I have four betta splendids. Three are females living together in a ten gallon and one is male, living in my sixty gallon.

A week ago I noticed that one of my females has an bloated stomach and she's extremely tired it seems. She doesn't swim around anymore and just lies there on the bottom on the tank against the glass. I was pretty positive that it was dropsy so I treated the tank and nothing has changed. Now my male in my sixty gallon aquarium is exibiting the same symptoms. He was fine yesterday but today he is bloated and tired.

Here is what the male looks like as of a few moments ago:









What do you think? They both have stress lines constantly but my other two females are perfectly fine, although I'm watching them constantly.

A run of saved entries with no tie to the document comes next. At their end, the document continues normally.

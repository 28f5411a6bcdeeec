//! selfassess-core — Survey engine, scoring, and interpretation.
//!
//! This crate owns the answer state, section scoring, navigation gating and
//! score interpretation of the self-assessment, plus the snapshot format and
//! storage used to persist an in-progress survey.

pub mod engine;
pub mod error;
pub mod interpretation;
pub mod model;
pub mod report;
pub mod session;
pub mod share;
pub mod snapshot;
pub mod storage;

pub use engine::SurveyEngine;
pub use error::SurveyError;
//! Persisted snapshot of an in-progress survey.
//!
//! The JSON shape is
//! `{ "answers": {"<question>": rating}, "currentSection": n, "sectionScores": {"<section>": n} }`.
//! Section scores are carried for display only; restoring recomputes them
//! from the answers.

use std::collections::BTreeMap;

use serde::{Deserialize, Serialize};

use crate::error::SurveyError;
use crate::model::{validate_answer, QuestionId, Rating, Section, QUESTIONS_PER_SECTION};

/// Serializable projection of the engine state.
#[derive(Debug, Clone, PartialEq, Eq, Serialize, Deserialize)]
#[serde(rename_all = "camelCase")]
pub struct Snapshot {
    /// Question index to rating.
    #[serde(default)]
    pub answers: BTreeMap<u32, u32>,
    /// Section the survey is currently on.
    #[serde(alias = "currentPart")]
    pub current_section: u32,
    /// Cached per-section scores at the time of the snapshot.
    #[serde(default)]
    pub section_scores: BTreeMap<u32, u32>,
}

impl Default for Snapshot {
    fn default() -> Self {
        Self {
            answers: BTreeMap::new(),
            current_section: Section::FIRST.number(),
            section_scores: Section::all().map(|s| (s.number(), 0)).collect(),
        }
    }
}

/// A snapshot that passed validation.
#[derive(Debug)]
pub(crate) struct ValidSnapshot {
    pub answers: Vec<(QuestionId, Rating)>,
    pub current: Section,
}

impl Snapshot {
    pub fn to_json(&self) -> Result<String, SurveyError> {
        serde_json::to_string_pretty(self).map_err(|e| SurveyError::InvalidSnapshot(e.to_string()))
    }

    pub fn from_json(json: &str) -> Result<Self, SurveyError> {
        serde_json::from_str(json).map_err(|e| SurveyError::InvalidSnapshot(e.to_string()))
    }

    /// Validate every answer and the section pointer. Any bad entry rejects
    /// the whole snapshot. The pointer may only sit past sections that are
    /// fully answered, since advancing requires a complete section.
    pub(crate) fn validate(&self) -> Result<ValidSnapshot, SurveyError> {
        let answers = self
            .answers
            .iter()
            .map(|(&question, &value)| {
                validate_answer(question, value).map_err(|_| {
                    SurveyError::InvalidSnapshot(format!(
                        "answer {value} for question {question} is out of range"
                    ))
                })
            })
            .collect::<Result<Vec<_>, _>>()?;

        let current = Section::new(self.current_section).map_err(|_| {
            SurveyError::InvalidSnapshot(format!(
                "current section {} is out of range",
                self.current_section
            ))
        })?;

        for section in Section::all().take_while(|s| *s < current) {
            let answered = section
                .questions()
                .filter(|q| self.answers.contains_key(&q.number()))
                .count();
            if answered < QUESTIONS_PER_SECTION as usize {
                return Err(SurveyError::InvalidSnapshot(format!(
                    "current section {} is past incomplete {section}",
                    current.number()
                )));
            }
        }

        Ok(ValidSnapshot { answers, current })
    }
}
//! The `selfassess share` command.

use anyhow::Result;

use selfassess_core::share::ShareMessage;

use crate::config::SelfassessConfig;

pub fn execute(config: &SelfassessConfig, format: &str) -> Result<()> {
    let message = ShareMessage::new(config.share_url.as_str());

    match format {
        "json" => println!("{}", serde_json::to_string_pretty(&message)?),
        _ => println!("{}", message.clipboard_text()),
    }

    Ok(())
}
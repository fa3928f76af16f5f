//! Drift audit handlers

use axum::{
    extract::{rejection::QueryRejection, Query, State},
    Json,
};

use crate::{AppState, AppError, AppResult};
use crate::models::{DriftCheckResponse, DriftQuery, DriftReport};

/// Summary audit: counts only
pub async fn check(
    State(state): State<AppState>,
    query: Result<Query<DriftQuery>, QueryRejection>,
) -> AppResult<Json<DriftCheckResponse>> {
    let report = run_audit(&state, query).await?;
    Ok(Json(DriftCheckResponse::from(&report)))
}

/// Full audit: per-feature statistics and aggregate tier
pub async fn report(
    State(state): State<AppState>,
    query: Result<Query<DriftQuery>, QueryRejection>,
) -> AppResult<Json<DriftReport>> {
    let report = run_audit(&state, query).await?;
    Ok(Json(report))
}

async fn run_audit(
    state: &AppState,
    query: Result<Query<DriftQuery>, QueryRejection>,
) -> AppResult<DriftReport> {
    let Query(query) = query.map_err(|e| AppError::ValidationError(e.body_text()))?;
    let threshold = query.threshold.unwrap_or(state.config.drift_threshold);

    let comparator = state.drift.clone();
    let reference = state.config.reference_data_path.clone();
    let production = state.config.production_data_path.clone();

    let report = tokio::task::spawn_blocking(move || {
        comparator.compare_files(&reference, &production, threshold)
    })
    .await??;

    tracing::info!(
        event_type = "drift_detection",
        features_analyzed = report.features_analyzed,
        features_drifted = report.features_drifted,
        drift_percentage = report.drift_percentage,
        risk_level = report.risk_level.as_str(),
        drifted = ?report.drifted_features(),
        "drift_detection"
    );

    Ok(report)
}
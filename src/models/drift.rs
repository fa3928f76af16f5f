//! Drift audit models

use serde::{Deserialize, Serialize};

/// Dataset-level drift tier
#[derive(Debug, Clone, Copy, PartialEq, Eq, Serialize, Deserialize)]
#[serde(rename_all = "UPPERCASE")]
pub enum DriftRiskLevel {
    Low,
    Medium,
    High,
}

impl DriftRiskLevel {
    /// `> 50` High, `(20, 50]` Medium, otherwise Low
    pub fn from_percentage(drift_percentage: f64) -> Self {
        if drift_percentage > 50.0 {
            DriftRiskLevel::High
        } else if drift_percentage > 20.0 {
            DriftRiskLevel::Medium
        } else {
            DriftRiskLevel::Low
        }
    }

    pub fn as_str(&self) -> &'static str {
        match self {
            DriftRiskLevel::Low => "LOW",
            DriftRiskLevel::Medium => "MEDIUM",
            DriftRiskLevel::High => "HIGH",
        }
    }
}

/// Per-column divergence statistic
#[derive(Debug, Clone, Copy, PartialEq, Eq, Serialize, Deserialize)]
#[serde(rename_all = "snake_case")]
pub enum DriftMethod {
    /// Two-sample Kolmogorov-Smirnov D statistic
    KolmogorovSmirnov,
    /// Population stability index over reference quantile bins
    PopulationStability,
}

impl DriftMethod {
    /// Parse the `DRIFT_METHOD` setting
    pub fn parse(value: &str) -> Option<Self> {
        match value.trim().to_ascii_lowercase().as_str() {
            "ks" | "kolmogorov_smirnov" => Some(DriftMethod::KolmogorovSmirnov),
            "psi" | "population_stability" => Some(DriftMethod::PopulationStability),
            _ => None,
        }
    }
}

/// Drift status of one feature column
#[derive(Debug, Clone, PartialEq, Serialize)]
pub struct FeatureDriftStatus {
    pub feature: String,
    pub statistic: f64,
    /// Asymptotic p-value, only reported for the KS statistic
    #[serde(skip_serializing_if = "Option::is_none")]
    pub p_value: Option<f64>,
    pub drift_detected: bool,
    pub threshold: f64,
}

/// Result of one drift audit. Built fresh per call, never persisted.
#[derive(Debug, Clone, Serialize)]
pub struct DriftReport {
    pub method: DriftMethod,
    pub threshold: f64,
    /// In dataset column order
    pub features: Vec<FeatureDriftStatus>,
    pub features_analyzed: usize,
    pub features_drifted: usize,
    pub drift_percentage: f64,
    pub risk_level: DriftRiskLevel,
}

impl DriftReport {
    /// Aggregate per-feature statuses. Callers guarantee `features` is non-empty.
    pub fn new(method: DriftMethod, threshold: f64, features: Vec<FeatureDriftStatus>) -> Self {
        let features_analyzed = features.len();
        let features_drifted = features.iter().filter(|f| f.drift_detected).count();
        let drift_percentage = if features_analyzed == 0 {
            0.0
        } else {
            features_drifted as f64 / features_analyzed as f64 * 100.0
        };

        Self {
            method,
            threshold,
            features,
            features_analyzed,
            features_drifted,
            drift_percentage,
            risk_level: DriftRiskLevel::from_percentage(drift_percentage),
        }
    }

    /// Status for a named feature
    pub fn get(&self, feature: &str) -> Option<&FeatureDriftStatus> {
        self.features.iter().find(|f| f.feature == feature)
    }

    /// Names of drifted features, in column order
    pub fn drifted_features(&self) -> Vec<&str> {
        self.features
            .iter()
            .filter(|f| f.drift_detected)
            .map(|f| f.feature.as_str())
            .collect()
    }
}

/// `threshold` query parameter of the drift endpoints
#[derive(Debug, Deserialize)]
pub struct DriftQuery {
    pub threshold: Option<f64>,
}

/// `/drift/check` response
#[derive(Debug, Serialize)]
pub struct DriftCheckResponse {
    pub status: &'static str,
    pub features_analyzed: usize,
    pub features_drifted: usize,
}

impl From<&DriftReport> for DriftCheckResponse {
    fn from(report: &DriftReport) -> Self {
        Self {
            status: "success",
            features_analyzed: report.features_analyzed,
            features_drifted: report.features_drifted,
        }
    }
}
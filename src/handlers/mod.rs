//! HTTP handlers

pub mod health;
pub mod predict;
pub mod drift;
pub mod model;
#[cfg(test)]
mod tests;
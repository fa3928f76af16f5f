//! Two-sample divergence statistics

/// Bins used by the population stability index
pub const PSI_BINS: usize = 10;

/// Floor for empty PSI bins so the log term stays finite
const PSI_EPSILON: f64 = 1e-4;

fn sorted(values: &[f64]) -> Vec<f64> {
    let mut out = values.to_vec();
    out.sort_by(f64::total_cmp);
    out
}

/// Kolmogorov-Smirnov D: the largest gap between the two empirical CDFs.
///
/// Both inputs must be non-empty.
pub fn ks_statistic(reference: &[f64], production: &[f64]) -> f64 {
    let a = sorted(reference);
    let b = sorted(production);
    let (n, m) = (a.len() as f64, b.len() as f64);

    let (mut i, mut j) = (0, 0);
    let mut d: f64 = 0.0;
    while i < a.len() && j < b.len() {
        let x = a[i].min(b[j]);
        // Step over ties on both sides before comparing
        while i < a.len() && a[i] <= x {
            i += 1;
        }
        while j < b.len() && b[j] <= x {
            j += 1;
        }
        d = d.max((i as f64 / n - j as f64 / m).abs());
    }
    d
}

/// Asymptotic p-value of a KS statistic for sample sizes `n` and `m`
pub fn ks_p_value(d: f64, n: usize, m: usize) -> f64 {
    if n == 0 || m == 0 {
        return 1.0;
    }
    let en = ((n * m) as f64 / (n + m) as f64).sqrt();
    let lambda = (en + 0.12 + 0.11 / en) * d;
    if lambda < 1e-3 {
        return 1.0;
    }

    let mut sum = 0.0;
    let mut sign = 1.0;
    for k in 1..=100 {
        let k = k as f64;
        let term = sign * (-2.0 * k * k * lambda * lambda).exp();
        sum += term;
        if term.abs() < 1e-12 {
            break;
        }
        sign = -sign;
    }
    (2.0 * sum).clamp(0.0, 1.0)
}

/// Population stability index over reference-quantile bins.
///
/// Both inputs must be non-empty.
pub fn population_stability_index(reference: &[f64], production: &[f64]) -> f64 {
    let a = sorted(reference);

    let mut edges: Vec<f64> = (1..PSI_BINS)
        .map(|k| a[(k * a.len() / PSI_BINS).min(a.len() - 1)])
        .collect();
    edges.dedup();

    let expected = bin_fractions(&edges, reference);
    let actual = bin_fractions(&edges, production);

    expected
        .iter()
        .zip(&actual)
        .map(|(&p, &q)| {
            let p = p.max(PSI_EPSILON);
            let q = q.max(PSI_EPSILON);
            (q - p) * (q / p).ln()
        })
        .sum()
}

fn bin_fractions(edges: &[f64], values: &[f64]) -> Vec<f64> {
    let mut counts = vec![0usize; edges.len() + 1];
    for &v in values {
        counts[edges.partition_point(|&e| e <= v)] += 1;
    }
    let total = values.len() as f64;
    counts.into_iter().map(|c| c as f64 / total).collect()
}
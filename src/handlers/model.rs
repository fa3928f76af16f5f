//! Model management handlers

use axum::{extract::State, Json};
use serde::Serialize;

use crate::{AppState, AppResult};
use crate::logic::inference::load_model;

#[derive(Debug, Serialize)]
pub struct ReloadResponse {
    pub reloaded: bool,
    pub generation: u64,
    pub cache_cleared: bool,
}

/// Re-read the model artifact and swap it in.
///
/// On failure the current model stays in place.
pub async fn reload(State(state): State<AppState>) -> AppResult<Json<ReloadResponse>> {
    let path = state.config.model_path.clone();
    let model = tokio::task::spawn_blocking(move || load_model(path)).await??;

    let generation = state.engine.model().swap(model);

    let cache_cleared = state.config.cache_invalidate_on_reload;
    if cache_cleared {
        state.cache.clear();
    }

    tracing::info!(generation, cache_cleared, "Model reloaded");

    Ok(Json(ReloadResponse {
        reloaded: true,
        generation,
        cache_cleared,
    }))
}
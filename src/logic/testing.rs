//! Test doubles for the model seam

use std::sync::atomic::{AtomicU64, Ordering};
use std::sync::Arc;

use super::inference::{ChurnModel, ModelError};
use crate::models::FEATURE_COUNT;

/// Always answers with the same probability
pub struct FixedModel(pub f64);

impl ChurnModel for FixedModel {
    fn name(&self) -> &str {
        "fixed"
    }

    fn predict_proba(&self, _: &[f64; FEATURE_COUNT]) -> Result<f64, ModelError> {
        Ok(self.0)
    }
}

/// Deterministic model that records how often it ran
pub struct CountingModel {
    calls: Arc<AtomicU64>,
}

impl CountingModel {
    pub fn new() -> (Self, Arc<AtomicU64>) {
        let calls = Arc::new(AtomicU64::new(0));
        (Self { calls: calls.clone() }, calls)
    }
}

impl ChurnModel for CountingModel {
    fn name(&self) -> &str {
        "counting"
    }

    fn predict_proba(&self, features: &[f64; FEATURE_COUNT]) -> Result<f64, ModelError> {
        self.calls.fetch_add(1, Ordering::SeqCst);
        // Older customers churn more in this toy model
        Ok((features[1] / 100.0).clamp(0.0, 1.0))
    }
}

Their diet is a mix of adult brine shrimp, bloodworms, and shrimp pellets.


----------



## Toshogu (Apr 24, 2009)

eh, after that one guy told me about em I recommed getting it to eat blanched shelled peas. worked for my platy. just microwave some frozen peas and shell em. isolate the one female so it's the only thing she can eat. looks like constipation.


----------



## mousey (Jan 18, 2005)

I just had this problem with one of my females. Your diet for the bettas is rather high on the protein side- too much protein = constipation. The pea did not work for me so I had to resort to epsom salts.
there are varying formulas on the internet for how much to use. I ended up using 1/4 teaspoon to 1000 CC of tank water. I put the bettain a small 1000 cc container with epsom salts dissolved in it and left her for a couple of hours.Put her back into it the next day too. it took 2 days of treating before she had a huge poop. She is now just fine.
She had been eating too many crushed snails and shrimp pellets.


----------



## Toshogu (Apr 24, 2009)

yep, anytime fish looks like that, it's prolly constipation. with the platy it didn't have a distended belly, only sign of something not right was that it lost all orientation and swam funny. It's probally an indication of other things as well as constipation, but it is the easiest, and simplest reason to try first =)


----------



## Guest (May 17, 2009)

i swear by the pea meathod for my fishes. in fact this was recomened by SueM and ever since i have been feeding all my tank peas every 10days. on the 9th day i starve the tank and on 10th i feed them boiled shelled frozen peas.


----------